= WHAT YOU HAVE TO DO =
What lines below mention the word "axum"? Copy each one.

= EXERCISE MATERIAL =

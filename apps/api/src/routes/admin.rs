use axum::{extract::State, Json};
use serde::Deserialize;
use serde_json::{json, Value};

use crate::errors::AppError;
use crate::state::AppState;

#[derive(Deserialize)]
pub struct AuthenticateRequest {
    pub password: String,
}

/// POST /api/admin/authenticate
/// Validates a submitted secret against the configured admin credential.
pub async fn handle_authenticate(
    State(state): State<AppState>,
    Json(request): Json<AuthenticateRequest>,
) -> Result<Json<Value>, AppError> {
    if state.validator.validate(&request.password).await {
        Ok(Json(json!({ "success": true, "message": "Authenticated" })))
    } else {
        Err(AppError::Authentication)
    }
}
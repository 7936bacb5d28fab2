use axum::{
    extract::State,
    http::HeaderMap,
    Json,
};
use serde_json::{json, Value};

use crate::errors::AppError;
use crate::state::AppState;
use crate::store::SaveMode;

const ADMIN_PASSWORD_HEADER: &str = "x-admin-password";
const ADMIN_PASSWORD_BODY_KEY: &str = "adminPassword";

/// GET /api/cv
/// Returns the stored document, or the default document if none was saved yet.
pub async fn handle_get_cv(State(state): State<AppState>) -> Result<Json<Value>, AppError> {
    Ok(Json(state.store.load_document().await?))
}

/// PUT /api/cv
/// Replaces the stored document. Requires the admin credential in the
/// `x-admin-password` header (or, for older clients, an `adminPassword` key
/// in the payload — stripped before storing either way). 401 on a bad
/// credential, 400 when `personalInfo` or `contact` is missing.
pub async fn handle_update_cv(
    State(state): State<AppState>,
    headers: HeaderMap,
    Json(mut payload): Json<Value>,
) -> Result<Json<Value>, AppError> {
    let credential = extract_credential(&headers, &payload);
    if let Some(doc) = payload.as_object_mut() {
        doc.remove(ADMIN_PASSWORD_BODY_KEY);
    }
    state
        .store
        .save_document(&payload, SaveMode::Replace, &credential)
        .await?;
    Ok(Json(json!({
        "success": true,
        "message": "CV data updated successfully"
    })))
}

fn extract_credential(headers: &HeaderMap, payload: &Value) -> String {
    headers
        .get(ADMIN_PASSWORD_HEADER)
        .and_then(|value| value.to_str().ok())
        .or_else(|| {
            payload
                .get(ADMIN_PASSWORD_BODY_KEY)
                .and_then(Value::as_str)
        })
        .unwrap_or_default()
        .to_string()
}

= RESPONSE TO THE TASK =
use axum::{extract::State, Json};
use axum::{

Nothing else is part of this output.